Trees for Life has launched an appeal to save the ice age heritage of Scotland’s national tree  – the ancient Scots pines across the Highlands of Scotland – from becoming the last generation in a lineage of trees dating back to the last ice age.  Through its Caledonian Pinewood Recovery Project, the conservation charity wants to help restore 50 areas of remnant and neglected pinewoods – mainly made up of lone, ancient ‘Granny’ pines which are over 200 years old but dying as they stand, with no young trees to succeed them.  The fragments – scattered over a large area – face growing threats from overgrazing by deer, tree diseases and climate change, and are at risk of disappearing forever over the next few years. If they are allowed to die, the extraordinary wildlife dependent on them – such as crossbills and capercaillie – will be lost too.

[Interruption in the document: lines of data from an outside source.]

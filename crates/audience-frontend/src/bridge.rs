//! Message bridge - buffered, ordered exchange of strings with the runtime.
//!
//! Two FIFO queues decouple the page from the backend:
//! - outbound drains while the backend is ready, stopping on the first failed send
//! - inbound drains while at least one handler is registered, stopping on the
//!   first failing handler
//!
//! A message leaves its queue only after it was fully handled, so a stalled
//! drain resumes with the same head on the next trigger. Each drain runs under
//! its own guard; a trigger that finds the guard taken leaves the work to the
//! running drain, which re-checks its queue before giving the guard up.

use std::collections::VecDeque;
use std::sync::atomic::{AtomicBool, AtomicU8, AtomicU64, Ordering};
use std::sync::{Arc, Mutex, MutexGuard, OnceLock, Weak};

use crate::backend::{Backend, BackendError, BackendKind};

pub type HandlerError = Box<dyn std::error::Error + Send + Sync>;
pub type MessageHandler = Arc<dyn Fn(&str) -> Result<(), HandlerError> + Send + Sync>;

#[derive(Debug, thiserror::Error)]
pub enum BridgeError {
    #[error("double initialization of message bridge detected")]
    AlreadyInstalled,
    #[error("only string messages are supported")]
    NonStringPayload,
    #[error("invalid page origin {0:?}")]
    InvalidOrigin(String),
    #[error(transparent)]
    Backend(#[from] BackendError),
}

/// A message as it arrives from the page or a backend. Only text is accepted.
#[derive(Debug, Clone, PartialEq, Eq)]
pub enum Payload {
    Text(String),
    Binary(Vec<u8>),
}

impl Payload {
    fn into_text(self) -> Result<String, BridgeError> {
        match self {
            Self::Text(text) => Ok(text),
            Self::Binary(_) => Err(BridgeError::NonStringPayload),
        }
    }
}

impl From<String> for Payload {
    fn from(text: String) -> Self {
        Self::Text(text)
    }
}

impl From<&str> for Payload {
    fn from(text: &str) -> Self {
        Self::Text(text.to_string())
    }
}

impl From<Vec<u8>> for Payload {
    fn from(data: Vec<u8>) -> Self {
        Self::Binary(data)
    }
}

impl From<&[u8]> for Payload {
    fn from(data: &[u8]) -> Self {
        Self::Binary(data.to_vec())
    }
}

#[derive(Debug, Clone, Copy, PartialEq, Eq, Hash)]
pub struct HandlerId(u64);

#[derive(Debug, Clone, Copy, PartialEq, Eq)]
#[repr(u8)]
pub enum BridgeState {
    Connecting = 0,
    Ready = 1,
    Closed = 2,
}

impl BridgeState {
    fn from_u8(value: u8) -> Self {
        match value {
            1 => Self::Ready,
            2 => Self::Closed,
            _ => Self::Connecting,
        }
    }
}

/// Scope in which at most one bridge may be installed.
#[derive(Default)]
pub struct BridgeContext {
    installed: AtomicBool,
}

impl BridgeContext {
    pub fn new() -> Self {
        Self::default()
    }

    pub fn is_installed(&self) -> bool {
        self.installed.load(Ordering::Acquire)
    }

    pub fn install(&self, kind: BackendKind) -> Result<MessageBridge, BridgeError> {
        self.install_with(|handle| kind.into_backend(handle))
    }

    /// Install with a custom backend built from the bridge's [`BackendHandle`].
    pub fn install_with<F>(&self, factory: F) -> Result<MessageBridge, BridgeError>
    where
        F: FnOnce(BackendHandle) -> Result<Box<dyn Backend>, BridgeError>,
    {
        if self
            .installed
            .compare_exchange(false, true, Ordering::AcqRel, Ordering::Acquire)
            .is_err()
        {
            tracing::error!("Message bridge already installed in this context");
            return Err(BridgeError::AlreadyInstalled);
        }

        let shared = Arc::new(Shared::default());
        let handle = BackendHandle {
            shared: Arc::downgrade(&shared),
        };

        let backend = match factory(handle) {
            Ok(backend) => backend,
            Err(e) => {
                self.installed.store(false, Ordering::Release);
                return Err(e);
            }
        };

        if shared.backend.set(backend).is_err() {
            // Unreachable: the cell was created above and nobody else can see it.
            return Err(BridgeError::AlreadyInstalled);
        }

        if shared.backend_ready() {
            shared.set_state(BridgeState::Ready);
        }
        shared.drain_outbound();

        tracing::debug!("Message bridge installed");
        Ok(MessageBridge { shared })
    }
}

/// Page-facing API of an installed bridge. Cheap to clone.
#[derive(Clone)]
pub struct MessageBridge {
    shared: Arc<Shared>,
}

impl MessageBridge {
    /// Queue `message` for the runtime and drain what the backend accepts.
    pub fn post_message(&self, message: impl Into<Payload>) -> Result<(), BridgeError> {
        let text = message.into().into_text()?;
        lock(&self.shared.outbound).push_back(text);
        self.shared.drain_outbound();
        Ok(())
    }

    /// Register a handler. Messages that queued up while nobody listened are delivered now.
    pub fn on_message<F>(&self, handler: F) -> HandlerId
    where
        F: Fn(&str) -> Result<(), HandlerError> + Send + Sync + 'static,
    {
        let id = HandlerId(self.shared.next_handler.fetch_add(1, Ordering::Relaxed));
        lock(&self.shared.handlers).push((id, Arc::new(handler)));
        self.shared.drain_inbound();
        id
    }

    /// Remove one handler, or every handler when `id` is `None`.
    pub fn off_message(&self, id: Option<HandlerId>) {
        {
            let mut handlers = lock(&self.shared.handlers);
            match id {
                Some(id) => handlers.retain(|(existing, _)| *existing != id),
                None => handlers.clear(),
            }
        }
        self.shared.drain_inbound();
    }

    pub fn state(&self) -> BridgeState {
        BridgeState::from_u8(self.shared.state.load(Ordering::Acquire))
    }

    /// Handle a backend (or embedding host) uses to report readiness and deliver messages.
    pub fn handle(&self) -> BackendHandle {
        BackendHandle {
            shared: Arc::downgrade(&self.shared),
        }
    }

    pub fn outbound_len(&self) -> usize {
        lock(&self.shared.outbound).len()
    }

    pub fn inbound_len(&self) -> usize {
        lock(&self.shared.inbound).len()
    }
}

/// Backend side of the bridge. Holds no strong reference; calls after the
/// bridge is dropped are ignored.
#[derive(Clone)]
pub struct BackendHandle {
    shared: Weak<Shared>,
}
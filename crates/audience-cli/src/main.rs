//! audience-host: open a web app in an audience runtime window.

use std::path::PathBuf;
use std::time::Duration;

use anyhow::{Context, Result, bail};
use audience::{Controller, LaunchOptions, Platform, WindowDetails, config::parse_load_order};
use clap::{ArgGroup, Parser};
use tracing_subscriber::{EnvFilter, fmt, layer::SubscriberExt, util::SubscriberInitExt};

/// How long the runtime gets to honor `quit` before it is killed.
const QUIT_GRACE: Duration = Duration::from_secs(5);

#[derive(Parser, Debug)]
#[command(name = "audience-host")]
#[command(about = "Launch the audience runtime and open a web app window")]
#[command(group(ArgGroup::new("app").required(true).args(["dir", "url"])))]
struct Cli {
    /// Directory served by the runtime as the web app
    #[arg(long)]
    dir: Option<String>,

    /// URL to load instead of a local directory
    #[arg(long)]
    url: Option<String>,

    /// Window title
    #[arg(long)]
    title: Option<String>,

    /// Window size as WIDTHxHEIGHT
    #[arg(long, value_parser = parse_pair)]
    size: Option<(f64, f64)>,

    /// Window position as X,Y
    #[arg(long, value_parser = parse_pair)]
    pos: Option<(f64, f64)>,

    /// Hide window decorations
    #[arg(long)]
    undecorated: bool,

    /// Disallow resizing
    #[arg(long)]
    fixed_size: bool,

    /// Keep the window above others
    #[arg(long)]
    top: bool,

    /// Enable web developer tools
    #[arg(long)]
    dev: bool,

    /// Runtime executable (defaults to $AUDIENCE_RUNTIME_DIR/audience)
    #[arg(long, env = "AUDIENCE_RUNTIME")]
    runtime: Option<PathBuf>,

    /// Nucleus load order on Windows, e.g. edge,ie11
    #[arg(long)]
    win: Option<String>,

    /// Nucleus load order on macOS
    #[arg(long)]
    mac: Option<String>,

    /// Nucleus load order on other Unix systems
    #[arg(long)]
    unix: Option<String>,

    /// Application icons, comma separated
    #[arg(long, value_delimiter = ',')]
    icons: Vec<PathBuf>,

    /// Relay runtime stdout/stderr into the log
    #[arg(long)]
    debug: bool,

    /// Seconds to wait for the runtime to connect
    #[arg(long)]
    connect_timeout: Option<u64>,
}

impl Cli {
    fn launch_options(&self) -> Result<LaunchOptions> {
        let mut options = LaunchOptions::new()
            .with_debug(self.debug)
            .with_icons(self.icons.iter().cloned());

        if let Some(ref runtime) = self.runtime {
            options = options.with_runtime_path(runtime);
        }
        if let Some(secs) = self.connect_timeout {
            options = options.with_connect_timeout(Duration::from_secs(secs));
        }

        for (platform, order) in [
            (Platform::Windows, &self.win),
            (Platform::MacOs, &self.mac),
            (Platform::Unix, &self.unix),
        ] {
            if let Some(csv) = order {
                options = options.with_load_order(platform, parse_load_order(platform, csv)?)?;
            }
        }

        Ok(options)
    }

    fn window_details(&self) -> Result<WindowDetails> {
        let mut details = match (&self.dir, &self.url) {
            (Some(dir), None) => WindowDetails::dir(dir),
            (None, Some(url)) => WindowDetails::url(url),
            _ => bail!("exactly one of --dir or --url is required"),
        };

        if let Some(ref title) = self.title {
            details = details.with_title(title);
        }
        if let Some((width, height)) = self.size {
            details = details.with_size(width, height);
        }
        if let Some((x, y)) = self.pos {
            details = details.with_pos(x, y);
        }
        if self.undecorated {
            details = details.with_decorated(false);
        }
        if self.fixed_size {
            details = details.with_resizable(false);
        }
        if self.top {
            details = details.with_top(true);
        }
        if self.dev {
            details = details.with_dev(true);
        }

        Ok(details)
    }
}

fn parse_pair(s: &str) -> Result<(f64, f64), String> {
    let (a, b) = s
        .split_once(['x', ','])
        .ok_or_else(|| format!("expected two numbers, got {s:?}"))?;
    let parse = |v: &str| {
        v.trim()
            .parse::<f64>()
            .map_err(|e| format!("{v:?}: {e}"))
    };
    Ok((parse(a)?, parse(b)?))
}

fn init_tracing() {
    let filter = if std::env::var("RUST_LOG").is_ok() {
        EnvFilter::from_default_env()
    } else {
        let level = match std::env::var("AUDIENCE_LOG").as_deref() {
            Ok("debug") => "debug",
            Ok("warn") | Ok("warning") => "warn",
            Ok("error") => "error",
            _ => "info",
        };
        EnvFilter::new(format!("audience={level},audience_host={level}"))
    };

    let use_json = std::env::var("LOG_FORMAT").as_deref() == Ok("json");

    if use_json {
        let subscriber = tracing_subscriber::registry()
            .with(filter)
            .with(fmt::layer().json().with_writer(std::io::stderr));
        let _ = subscriber.try_init();
    } else {
        let subscriber = tracing_subscriber::registry()
            .with(filter)
            .with(fmt::layer().with_writer(std::io::stderr));
        let _ = subscriber.try_init();
    }
}

/// Close windows on request and quit with the last one.
fn install_window_policy(controller: &Controller) {
    controller.on_window_message(|handle, message| {
        tracing::info!(%handle, %message, "Window message");
    });

    controller.on_window_close_intent({
        let controller = controller.clone();
        move |handle| {
            let controller = controller.clone();
            tokio::spawn(async move {
                if let Err(e) = controller.window_destroy(handle).await {
                    tracing::warn!(%handle, error = %e, "Failed to destroy window");
                }
            });
        }
    });

    controller.on_window_close({
        let controller = controller.clone();
        move |handle, is_last_window| {
            tracing::info!(%handle, is_last_window, "Window closed");
            if is_last_window {
                let controller = controller.clone();
                tokio::spawn(async move {
                    if let Err(e) = controller.quit().await {
                        tracing::debug!(error = %e, "Quit not acknowledged");
                    }
                });
            }
        }
    });

    controller.on_app_quit(|| tracing::info!("Runtime is quitting"));
}

#[tokio::main]
async fn main() -> Result<()> {
    let cli = Cli::parse();
    init_tracing();

    let options = cli.launch_options()?;
    let details = cli.window_details()?;

    let session = audience::launch(options)
        .await
        .context("failed to launch runtime")?;
    let controller = session.controller().clone();
    install_window_policy(&controller);

    let handle = controller
        .window_create(&details)
        .await
        .context("failed to create window")?;
    tracing::info!(%handle, "Window opened");

    let exit = tokio::select! {
        exit = session.wait() => exit,
        _ = tokio::signal::ctrl_c() => {
            tracing::info!("Interrupted; asking runtime to quit");
            if let Err(e) = controller.quit().await {
                tracing::debug!(error = %e, "Quit not acknowledged");
            }
            match tokio::time::timeout(QUIT_GRACE, session.wait()).await {
                Ok(exit) => exit,
                Err(_) => {
                    tracing::warn!(grace = ?QUIT_GRACE, "Runtime ignored quit; killing");
                    session.kill();
                    session.wait().await
                }
            }
        }
    };

    if !exit.success {
        bail!("runtime exited abnormally ({exit})");
    }
    Ok(())
}

#[cfg(test)]
mod tests {
    use super::*;
    use clap::CommandFactory;

    #[test]
    fn cli_definition_is_consistent() {
        Cli::command().debug_assert();
    }

    #[test]
    fn requires_exactly_one_app_source() {
        assert!(Cli::try_parse_from(["audience-host"]).is_err());
        assert!(Cli::try_parse_from(["audience-host", "--dir", "a", "--url", "b"]).is_err());
        assert!(Cli::try_parse_from(["audience-host", "--dir", "a"]).is_ok());
    }

    #[test]
    fn window_flags_map_to_details() {
        let cli = Cli::try_parse_from([
            "audience-host",
            "--url",
            "https://example.com",
            "--size",
            "800x600",
            "--pos",
            "10,20",
            "--undecorated",
            "--top",
        ])
        .unwrap();

        assert_eq!(
            cli.window_details().unwrap(),
            WindowDetails::url("https://example.com")
                .with_size(800.0, 600.0)
                .with_pos(10.0, 20.0)
                .with_decorated(false)
                .with_top(true)
        );
    }

    #[test]
    fn load_orders_are_validated() {
        let cli = Cli::try_parse_from(["audience-host", "--dir", "app", "--mac", "ie11"]).unwrap();
        assert!(cli.launch_options().is_err());

        let cli = Cli::try_parse_from([
            "audience-host",
            "--dir",
            "app",
            "--win",
            "edge,ie11",
            "--icons",
            "a.png,b.png",
        ])
        .unwrap();
        let options = cli.launch_options().unwrap();
        assert_eq!(options.win.len(), 2);
        assert_eq!(options.icons.len(), 2);
    }

    #[test]
    fn pairs_accept_x_and_comma() {
        assert_eq!(parse_pair("800x600"), Ok((800.0, 600.0)));
        assert_eq!(parse_pair("10, 20"), Ok((10.0, 20.0)));
        assert!(parse_pair("800").is_err());
    }
}
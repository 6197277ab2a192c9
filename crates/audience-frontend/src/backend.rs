//! Backends carry strings between the bridge and the runtime.

use std::sync::Arc;
use std::sync::atomic::{AtomicBool, Ordering};

use crate::bridge::{BackendHandle, BridgeError};
use crate::socket::SocketBackend;

#[derive(Debug, thiserror::Error)]
pub enum BackendError {
    #[error("backend not ready")]
    NotReady,
    #[error("backend connection closed")]
    Closed,
    #[error("socket backend requires a tokio runtime")]
    NoRuntime,
    #[error("send failed: {0}")]
    Send(String),
}

/// Transport capability used by the bridge's outbound drain.
pub trait Backend: Send + Sync {
    fn ready(&self) -> bool;
    fn send(&self, message: &str) -> Result<(), BackendError>;
}

impl<B: Backend + ?Sized> Backend for Arc<B> {
    fn ready(&self) -> bool {
        (**self).ready()
    }

    fn send(&self, message: &str) -> Result<(), BackendError> {
        (**self).send(message)
    }
}

/// Host-provided function that hands a message to the embedding webview.
pub type NotifyFn = Arc<dyn Fn(&str) -> Result<(), BackendError> + Send + Sync>;

/// Which backend to install.
pub enum BackendKind {
    /// WebSocket to the runtime's web server, derived from the page origin.
    Socket { origin: String },
    /// Webview embedded by the host. Inbound messages arrive via [`BackendHandle::deliver`].
    Embedded { notify: NotifyFn },
}

impl BackendKind {
    pub(crate) fn into_backend(self, handle: BackendHandle) -> Result<Box<dyn Backend>, BridgeError> {
        match self {
            Self::Socket { origin } => {
                let url = websocket_url(&origin)?;
                Ok(Box::new(SocketBackend::connect(url, handle)?))
            }
            Self::Embedded { notify } => Ok(Box::new(EmbeddedBackend::new(notify, handle))),
        }
    }
}

/// `http://host:port` becomes `ws://host:port`, `https://` becomes `wss://`.
pub fn websocket_url(origin: &str) -> Result<String, BridgeError> {
    match origin.strip_prefix("http") {
        Some(rest) if rest.starts_with("://") || rest.starts_with("s://") => Ok(format!("ws{rest}")),
        _ => Err(BridgeError::InvalidOrigin(origin.to_string())),
    }
}

/// Ready after the current scheduling turn.
pub struct EmbeddedBackend {
    ready: Arc<AtomicBool>,
    notify: NotifyFn,
}

impl EmbeddedBackend {
    pub fn new(notify: NotifyFn, handle: BackendHandle) -> Self {
        let ready = Arc::new(AtomicBool::new(false));

        match tokio::runtime::Handle::try_current() {
            Ok(runtime) => {
                let ready = Arc::clone(&ready);
                runtime.spawn(async move {
                    tokio::task::yield_now().await;
                    ready.store(true, Ordering::Release);
                    handle.notify_ready();
                });
            }
            // No scheduler to defer to; the bridge drains once installed.
            Err(_) => ready.store(true, Ordering::Release),
        }

        Self { ready, notify }
    }
}

impl Backend for EmbeddedBackend {
    fn ready(&self) -> bool {
        self.ready.load(Ordering::Acquire)
    }

    fn send(&self, message: &str) -> Result<(), BackendError> {
        (self.notify)(message)
    }
}
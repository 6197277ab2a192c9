//! Command dispatcher - issues correlated commands and settles their replies.
//!
//! Every outstanding command lives in the pending table keyed by its id until
//! exactly one result (or a disconnect) retires it. Id allocation and insertion
//! happen under a single DashMap entry lock, so concurrent dispatches never
//! share an id.

use std::sync::atomic::{AtomicBool, Ordering};
use std::time::Duration;

use dashmap::DashMap;
use dashmap::mapref::entry::Entry;
use futures::SinkExt;
use rand::Rng;
use serde_json::Value;
use tokio::sync::{Mutex, oneshot};
use tokio_util::codec::FramedWrite;

use crate::channel::codec::LineCodec;
use crate::channel::protocol::{Command, Message};
use crate::channel::transport::ChannelWriter;

/// Largest random step added to a colliding id.
const ID_COLLISION_STEP: i64 = 100;

pub type CommandReply = Result<Value, CommandError>;

#[derive(Debug, thiserror::Error)]
pub enum CommandError {
    /// Runtime reported failure. `reason` is absent for runtimes that send no detail.
    #[error("command failed: {}", .reason.as_deref().unwrap_or("no reason given"))]
    Failed { reason: Option<String> },
    #[error("failed to write command: {0}")]
    Transport(String),
    #[error("runtime channel disconnected")]
    Disconnected,
    #[error("command timed out after {0:?}")]
    TimedOut(Duration),
    #[error("unexpected command result: {0}")]
    InvalidResult(String),
}

/// Host-side command dispatcher.
pub struct Dispatcher {
    pending: DashMap<String, oneshot::Sender<CommandReply>>,
    writer: Mutex<FramedWrite<ChannelWriter, LineCodec>>,
    disconnected: AtomicBool,
}

impl Dispatcher {
    pub fn new(writer: ChannelWriter) -> Self {
        Self {
            pending: DashMap::new(),
            writer: Mutex::new(FramedWrite::new(writer, LineCodec::new())),
            disconnected: AtomicBool::new(false),
        }
    }

    /// Issue `func` and wait for its result. Never completes if the runtime stays silent.
    pub async fn dispatch(&self, func: &str, args: Option<Value>) -> CommandReply {
        let mut reply = self.register()?;
        self.send(reply.id(), func, args).await?;

        reply.recv().await
    }

    /// Like [`dispatch`](Self::dispatch), but retires the command when `timeout` elapses.
    pub async fn dispatch_with_timeout(
        &self,
        func: &str,
        args: Option<Value>,
        timeout: Duration,
    ) -> CommandReply {
        let mut reply = self.register()?;
        self.send(reply.id(), func, args).await?;

        match tokio::time::timeout(timeout, reply.recv()).await {
            Ok(reply) => reply,
            Err(_) => {
                tracing::warn!(id = %reply.id(), func, ?timeout, "Command timed out");
                Err(CommandError::TimedOut(timeout))
            }
        }
    }

    /// Allocate a free id and insert the pending entry atomically.
    ///
    /// The entry is retired when the returned guard is dropped unless a result
    /// settled it first.
    pub(crate) fn register(&self) -> Result<PendingReply<'_>, CommandError> {
        if self.is_disconnected() {
            return Err(CommandError::Disconnected);
        }

        let (tx, rx) = oneshot::channel();
        let mut candidate = chrono::Utc::now().timestamp_millis();
        let mut rng = rand::thread_rng();

        let id = loop {
            match self.pending.entry(candidate.to_string()) {
                Entry::Vacant(slot) => {
                    let id = slot.key().clone();
                    slot.insert(tx);
                    break id;
                }
                Entry::Occupied(_) => {
                    candidate += rng.gen_range(0..=ID_COLLISION_STEP);
                }
            }
        };

        let reply = PendingReply {
            pending: &self.pending,
            id,
            rx: Some(rx),
        };

        // Lost a race with close(): nobody will ever settle this entry.
        if self.is_disconnected() {
            return Err(CommandError::Disconnected);
        }

        Ok(reply)
    }

    async fn send(&self, id: &str, func: &str, args: Option<Value>) -> Result<(), CommandError> {
        tracing::debug!(%id, func, "Dispatching command");
        let command = Command {
            id: id.to_string(),
            func: func.to_string(),
            args,
        };

        let result = {
            let mut writer = self.writer.lock().await;
            writer.send(Message::Command(command)).await
        };

        result.map_err(|e| {
            tracing::error!(%id, func, error = %e, "Failed to write command");
            CommandError::Transport(e.to_string())
        })
    }

    /// Settle a pending command successfully. Returns false for unknown ids.
    pub fn resolve(&self, id: &str, result: Value) -> bool {
        self.settle(id, Ok(result))
    }

    /// Settle a pending command as failed. Returns false for unknown ids.
    pub fn reject(&self, id: &str, reason: Option<String>) -> bool {
        self.settle(id, Err(CommandError::Failed { reason }))
    }

    fn settle(&self, id: &str, reply: CommandReply) -> bool {
        match self.pending.remove(id) {
            Some((_, tx)) => {
                let ok = reply.is_ok();
                if tx.send(reply).is_err() {
                    tracing::debug!(%id, "Command caller went away before result arrived");
                }
                tracing::debug!(%id, ok, "Command settled");
                true
            }
            None => {
                tracing::trace!(%id, "Dropping result for unknown command id");
                false
            }
        }
    }

    /// Fail every outstanding command and refuse new ones.
    pub fn close(&self) {
        self.disconnected.store(true, Ordering::Release);

        let ids: Vec<String> = self.pending.iter().map(|e| e.key().clone()).collect();
        if !ids.is_empty() {
            tracing::warn!(count = ids.len(), "Failing outstanding commands: channel closed");
        }
        for id in ids {
            if let Some((_, tx)) = self.pending.remove(&id) {
                let _ = tx.send(Err(CommandError::Disconnected));
            }
        }
    }

    /// Flush and half-close the write side so the runtime observes EOF.
    pub async fn shutdown_writer(&self) {
        let mut writer = self.writer.lock().await;
        if let Err(e) = SinkExt::<Message>::close(&mut *writer).await {
            tracing::debug!(error = %e, "Channel writer already closed");
        }
    }

    pub fn is_disconnected(&self) -> bool {
        self.disconnected.load(Ordering::Acquire)
    }

    pub fn pending_count(&self) -> usize {
        self.pending.len()
    }

    pub fn is_pending(&self, id: &str) -> bool {
        self.pending.contains_key(id)
    }
}

/// Receiving half of a registered command.
///
/// Dropping it before a result arrives removes the pending entry, whether the
/// command was written or the caller gave up while waiting for the writer.
pub(crate) struct PendingReply<'a> {
    pending: &'a DashMap<String, oneshot::Sender<CommandReply>>,
    id: String,
    rx: Option<oneshot::Receiver<CommandReply>>,
}

impl PendingReply<'_> {
    pub(crate) fn id(&self) -> &str {
        &self.id
    }

    pub(crate) async fn recv(&mut self) -> CommandReply {
        match self.rx.as_mut() {
            Some(rx) => rx.await.unwrap_or(Err(CommandError::Disconnected)),
            None => Err(CommandError::Disconnected),
        }
    }
}

impl Drop for PendingReply<'_> {
    fn drop(&mut self) {
        drop(self.rx.take());
        // Only our own sender is closed now; a reused id belongs to a live caller.
        if self
            .pending
            .remove_if(&self.id, |_, tx| tx.is_closed())
            .is_some()
        {
            tracing::trace!(id = %self.id, "Retired abandoned command");
        }
    }
}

Thanks to support from the Esmée Fairbairn Foundation, Trees for Life has already raised £150,000 for the ambitious project. It now needs to raise at least £20,000 from the public to be able to start the work.  Steve Micklewright, Trees for Life’s Chief Executive, said:

“The Scots pine is Scotland’s national tree and symbolizes the Caledonian Forest – but the last fragments of these ancient pinewoods are dying. Without action, the chance to bring back the wild forest could slip away forever, with only the skeletons of these special trees revealing where a rich woodland once grew.”

See the CJS website for further detail of this and other conservation news.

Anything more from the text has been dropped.